As a final note, I think the guy who’s come off best in this disaster is James Carville. I’ve never cared much for the man, but I have to respect his honesty and passion on this one . . . this whole story makes me sick, and I’ve never even been to Louisiana—I can only imagine his agony at what’s happening to his home state.

Umm . . . about those “death panels” . . .

The media may have assured us that Gov. Palin didn’t know what she was talking about when she coined that phrase, and the Democrats may have insisted there was no such thing lurking in ObamaPelosiCare’s shadows—but try telling that to the man President Obama nominated to take over government health care, Dr. Donald Berwick,

an outspoken admirer of the British National Health Service and its rationing arm, the National Institute for Clinical Effectiveness (NICE).

“I am romantic about the National Health Service. I love it,” Berwick said during a 2008 speech to British physicians, going on to call it “generous, hopeful, confident, joyous, and just.” He compared the wonders of British health care to a U.S. system that he described as trapped in “the darkness of private enterprise.”

Berwick was referring to a British health care system where 750,000 patients are awaiting admission to NHS hospitals. The government’s official target for diagnostic testing was a wait of no more than 18 weeks by 2008. The reality doesn’t come close. The latest estimates suggest that for most specialties, only 30 to 50 percent of patients are treated within 18 weeks. For trauma and orthopedics patients, the figure is only 20 percent.

Overall, more than half of British patients wait more than 18 weeks for care. Every year, 50,000 surgeries are canceled because patients become too sick on the waiting list to proceed. . . .

With the creation of NICE, the U.K. government has effectively put a dollar amount to how much a citizen’s life is worth. To be exact, each year of added life is worth approximately $44,305 (£30,000). Of course, this is a general rule and, as NICE chairman Michael Rawlins points out, the agency has sometimes approved treatments costing as much as $70,887 (£48,000) per year of extended life.

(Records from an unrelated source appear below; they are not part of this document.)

//! JSON documents addressed by slash paths, plus the transaction handle that
//! reads and writes them.

use std::fmt;

use chrono::{DateTime, Utc};
use rusqlite::{params, params_from_iter, types::Value as SqlValue, Connection, OptionalExtension};
use serde_json::{Map, Value};
use uuid::Uuid;

use super::error::RemoteError;

pub type Fields = Map<String, Value>;

/// `collection/id` or `collection/id/sub/id`, always an even number of
/// non-empty segments.
#[derive(Debug, Clone, PartialEq, Eq, Hash)]
pub struct DocPath(String);

impl DocPath {
    pub fn new(collection: &str, id: &str) -> Result<Self, RemoteError> {
        validate_id(id)?;
        Self::parse(&format!("{collection}/{id}"))
    }

    pub fn parse(raw: &str) -> Result<Self, RemoteError> {
        let segments: Vec<&str> = raw.split('/').collect();
        if segments.len() < 2 || segments.len() % 2 != 0 || segments.iter().any(|s| s.is_empty())
        {
            return Err(RemoteError::InvalidPath(raw.to_string()));
        }
        Ok(Self(raw.to_string()))
    }

    pub fn child(&self, collection: &str, id: &str) -> Result<Self, RemoteError> {
        validate_id(id)?;
        Self::parse(&format!("{}/{collection}/{id}", self.0))
    }

    /// Everything before the final id, e.g. `users/u1/tasks`.
    pub fn collection(&self) -> &str {
        self.0.rsplit_once('/').map(|(head, _)| head).unwrap_or("")
    }

    pub fn id(&self) -> &str {
        self.0.rsplit_once('/').map(|(_, id)| id).unwrap_or(&self.0)
    }

    pub fn as_str(&self) -> &str {
        &self.0
    }
}

impl fmt::Display for DocPath {
    fn fmt(&self, f: &mut fmt::Formatter<'_>) -> fmt::Result {
        f.write_str(&self.0)
    }
}

fn validate_id(id: &str) -> Result<(), RemoteError> {
    if id.is_empty() || id.contains('/') {
        return Err(RemoteError::InvalidPath(format!("bad document id {id:?}")));
    }
    Ok(())
}

#[derive(Debug, Clone, PartialEq)]
pub struct Document {
    pub path: DocPath,
    pub data: Fields,
    pub version: i64,
    pub created_at_ms: i64,
    pub updated_at_ms: i64,
}

impl Document {
    pub fn id(&self) -> &str {
        self.path.id()
    }
}

#[derive(Debug, Clone, Copy, PartialEq, Eq)]
pub enum SetMode {
    Overwrite,
    /// Shallow merge: top-level fields in the new data replace old ones,
    /// untouched fields survive.
    Merge,
}

#[derive(Debug, Clone, Copy, PartialEq, Eq)]
pub enum Direction {
    Asc,
    Desc,
}

impl Direction {
    fn as_sql(&self) -> &'static str {
        match self {
            Direction::Asc => "ASC",
            Direction::Desc => "DESC",
        }
    }
}

#[derive(Debug, Clone, Copy, PartialEq, Eq)]
enum FilterOp {
    Eq,
    Gte,
}

#[derive(Debug, Clone)]
struct Filter {
    field: String,
    op: FilterOp,
    value: Value,
}

/// Equality and lower-bound filters over one collection, with optional
/// ordering and limit.
#[derive(Debug, Clone)]
pub struct Query {
    collection: String,
    filters: Vec<Filter>,
    order_by: Option<(String, Direction)>,
    limit: Option<usize>,
}

impl Query {
    pub fn collection(collection: impl Into<String>) -> Self {
        Self {
            collection: collection.into(),
            filters: Vec::new(),
            order_by: None,
            limit: None,
        }
    }

    pub fn subcollection(parent: &DocPath, name: &str) -> Self {
        Self::collection(format!("{parent}/{name}"))
    }

    pub fn where_eq(mut self, field: &str, value: impl Into<Value>) -> Self {
        self.filters.push(Filter {
            field: field.to_string(),
            op: FilterOp::Eq,
            value: value.into(),
        });
        self
    }

    pub fn where_gte(mut self, field: &str, value: impl Into<Value>) -> Self {
        self.filters.push(Filter {
            field: field.to_string(),
            op: FilterOp::Gte,
            value: value.into(),
        });
        self
    }

    pub fn order_by(mut self, field: &str, direction: Direction) -> Self {
        self.order_by = Some((field.to_string(), direction));
        self
    }

    pub fn limit(mut self, limit: usize) -> Self {
        self.limit = Some(limit);
        self
    }

    fn to_sql(&self, select: &str) -> Result<(String, Vec<SqlValue>), RemoteError> {
        let mut sql = format!("SELECT {select} FROM documents WHERE collection = ?1");
        let mut values = vec![SqlValue::Text(self.collection.clone())];

        for filter in &self.filters {
            let target = json_field(&filter.field)?;
            match (filter.op, to_sql_value(&filter.value)) {
                (FilterOp::Eq, SqlValue::Null) => {
                    sql.push_str(&format!(" AND {target} IS NULL"));
                }
                (op, value) => {
                    values.push(value);
                    let symbol = if op == FilterOp::Eq { "=" } else { ">=" };
                    sql.push_str(&format!(" AND {target} {symbol} ?{}", values.len()));
                }
            }
        }

        match &self.order_by {
            Some((field, direction)) => sql.push_str(&format!(
                " ORDER BY {} {}, path ASC",
                json_field(field)?,
                direction.as_sql()
            )),
            None => sql.push_str(" ORDER BY created_at ASC, path ASC"),
        }

        if let Some(limit) = self.limit {
            sql.push_str(&format!(" LIMIT {limit}"));
        }

        Ok((sql, values))
    }
}

fn json_field(field: &str) -> Result<String, RemoteError> {
    if field.is_empty() || !field.chars().all(|c| c.is_ascii_alphanumeric() || c == '_') {
        return Err(RemoteError::InvalidPath(format!("bad field name {field:?}")));
    }
    Ok(format!("json_extract(data, '$.{field}')"))
}

fn to_sql_value(value: &Value) -> SqlValue {
    match value {
        Value::Null => SqlValue::Null,
        Value::Bool(flag) => SqlValue::Integer(i64::from(*flag)),
        Value::Number(number) => match number.as_i64() {
            Some(int) => SqlValue::Integer(int),
            None => SqlValue::Real(number.as_f64().unwrap_or_default()),
        },
        Value::String(text) => SqlValue::Text(text.clone()),
        other => SqlValue::Text(other.to_string()),
    }
}

/// A committed write, published to watchers after commit.
#[derive(Debug, Clone)]
pub(crate) struct DocChange {
    pub path: DocPath,
    pub document: Option<Document>,
}

/// Handle given to transaction closures. All reads see the transaction's
/// snapshot; writes land only if the closure returns `Ok`.
pub struct DocTransaction<'conn> {
    conn: &'conn Connection,
    now_ms: i64,
    changes: Vec<DocChange>,
}

impl<'conn> DocTransaction<'conn> {
    pub(crate) fn new(conn: &'conn Connection, now_ms: i64) -> Self {
        Self {
            conn,
            now_ms,
            changes: Vec::new(),
        }
    }

    /// Server time for this transaction.
    pub fn now_ms(&self) -> i64 {
        self.now_ms
    }

    pub fn now(&self) -> DateTime<Utc> {
        DateTime::from_timestamp_millis(self.now_ms).unwrap_or_default()
    }

    pub fn get(&self, path: &DocPath) -> Result<Option<Document>, RemoteError> {
        read_document(self.conn, path)
    }

    pub fn set(&mut self, path: &DocPath, data: Fields, mode: SetMode) -> Result<Document, RemoteError> {
        let existing = read_document(self.conn, path)?;
        let merged = match (mode, &existing) {
            (SetMode::Merge, Some(previous)) => {
                let mut merged = previous.data.clone();
                merged.extend(data);
                merged
            }
            _ => data,
        };
        self.write(path, merged, existing.as_ref())
    }

    /// Merges `fields` into an existing document; fails with `NotFound` when
    /// there is none.
    pub fn update(&mut self, path: &DocPath, fields: Fields) -> Result<Document, RemoteError> {
        let existing = read_document(self.conn, path)?
            .ok_or_else(|| RemoteError::NotFound(path.to_string()))?;
        let mut merged = existing.data.clone();
        merged.extend(fields);
        self.write(path, merged, Some(&existing))
    }

    /// Adds a document with a generated id.
    pub fn create(&mut self, collection: &str, data: Fields) -> Result<Document, RemoteError> {
        let id = Uuid::new_v4().simple().to_string();
        let path = DocPath::parse(&format!("{collection}/{id}"))?;
        self.write(&path, data, None)
    }

    pub fn delete(&mut self, path: &DocPath) -> Result<bool, RemoteError> {
        let removed = self
            .conn
            .execute("DELETE FROM documents WHERE path = ?1", params![path.as_str()])?;
        if removed > 0 {
            self.changes.push(DocChange {
                path: path.clone(),
                document: None,
            });
        }
        Ok(removed > 0)
    }

    pub fn query(&self, query: &Query) -> Result<Vec<Document>, RemoteError> {
        let (sql, values) = query.to_sql("path, data, version, created_at, updated_at")?;
        let mut stmt = self.conn.prepare(&sql)?;
        let mut rows = stmt.query(params_from_iter(values.iter()))?;
        let mut documents = Vec::new();
        while let Some(row) = rows.next()? {
            let path: String = row.get(0)?;
            let raw: String = row.get(1)?;
            documents.push(Document {
                path: DocPath::parse(&path)?,
                data: serde_json::from_str(&raw)?,
                version: row.get(2)?,
                created_at_ms: row.get(3)?,
                updated_at_ms: row.get(4)?,
            });
        }
        Ok(documents)
    }

    pub fn count(&self, query: &Query) -> Result<u64, RemoteError> {
        let (sql, values) = query.to_sql("path")?;
        let count: i64 = self.conn.query_row(
            &format!("SELECT COUNT(*) FROM ({sql})"),
            params_from_iter(values.iter()),
            |row| row.get(0),
        )?;
        Ok(u64::try_from(count).unwrap_or_default())
    }

    pub(crate) fn into_changes(self) -> Vec<DocChange> {
        self.changes
    }

    fn write(
        &mut self,
        path: &DocPath,
        data: Fields,
        previous: Option<&Document>,
    ) -> Result<Document, RemoteError> {
        let document = Document {
            path: path.clone(),
            version: previous.map(|doc| doc.version + 1).unwrap_or(1),
            created_at_ms: previous.map(|doc| doc.created_at_ms).unwrap_or(self.now_ms),
            updated_at_ms: self.now_ms,
            data,
        };
        self.conn.execute(
            "INSERT INTO documents (path, collection, doc_id, data, version, created_at, updated_at)
             VALUES (?1, ?2, ?3, ?4, ?5, ?6, ?7)
             ON CONFLICT(path) DO UPDATE SET
                data = excluded.data,
                version = excluded.version,
                updated_at = excluded.updated_at",
            params![
                path.as_str(),
                path.collection(),
                path.id(),
                serde_json::to_string(&document.data)?,
                document.version,
                document.created_at_ms,
                document.updated_at_ms,
            ],
        )?;
        self.changes.push(DocChange {
            path: path.clone(),
            document: Some(document.clone()),
        });
        Ok(document)
    }
}

pub(crate) fn read_document(conn: &Connection, path: &DocPath) -> Result<Option<Document>, RemoteError> {
    let row = conn
        .query_row(
            "SELECT data, version, created_at, updated_at FROM documents WHERE path = ?1",
            params![path.as_str()],
            |row| {
                Ok((
                    row.get::<_, String>(0)?,
                    row.get::<_, i64>(1)?,
                    row.get::<_, i64>(2)?,
                    row.get::<_, i64>(3)?,
                ))
            },
        )
        .optional()?;

    row.map(|(raw, version, created_at_ms, updated_at_ms)| -> Result<Document, RemoteError> {
        Ok(Document {
            path: path.clone(),
            data: serde_json::from_str(&raw)?,
            version,
            created_at_ms,
            updated_at_ms,
        })
    })
    .transpose()
}

/// Builds a [`Fields`] map from `key => value` pairs.
#[macro_export]
macro_rules! fields {
    ($($key:expr => $value:expr),* $(,)?) => {{
        #[allow(unused_mut)]
        let mut map = $crate::db::Fields::new();
        $( map.insert(String::from($key), serde_json::json!($value)); )*
        map
    }};
}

To Dr. Berwick , this is exactly how it should be. “NICE is not just a national treasure,” he says, “it is a global treasure.”

And, Dr. Berwick wants to bring NICE-style rationing to this country. “It’s not a question of whether we will ration care,” he said in a magazine interview for Biotechnology Healthcare, “It is whether we will ration with our eyes open.”

My one complaint with Michael Tanner’s article is its title, “‘Death panels’ were an overblown claim—until now” . . . are you really so sure about that? If the claim isn’t overblown now, maybe it never was. Isn’t it just possible, Mr. Tanner, that Gov. Palin understood from the beginning what it took you a while to figure out? So the Democrats said there were no death panels in the bill. So they also said, “If you like your present health insurance, you can keep it”—but they didn’t write the bill that way. (Rather to the contrary, actually.) Who’s really worth believing here?

A Democrat not of the machine

I’ve said before that I think the greatest need in American politics is more politicians who, like Sarah Palin, are independent of the party machines, and thus willing to call out and take down their own party when it deserves it—and particularly for a Democratic equivalent to Gov. Palin. There aren’t many like that on the Republican side of the aisle (Nikki Haley, whom Gov. Palin recently endorsed for governor of South Carolina, is one notable exception; that would be why the GOP leadership down in Columbia is trying to destroy her before she wins the nomination), but if they’re thin on the ground among Republicans, they would seem to be nearly absent among Democrats. The only real figure I can find right now is blogger Mickey Kaus, currently challenging incumbent Barbara Boxer in the Democratic primary for U.S. Senate in California. His challenge is probably doomed to fail, which is too bad; I have to agree with Jonah Goldberg:

Kaus is way too liberal for me. But that doesn’t mean he wouldn’t be an exhilarating addition to the Senate in the grand tradition of Daniel Patrick Moynihan. Like Moynihan, Kaus is a fearless asker of hard and unwanted questions. He may have the single most finely attuned B.S. detector of anyone in the journalism business—or any other business.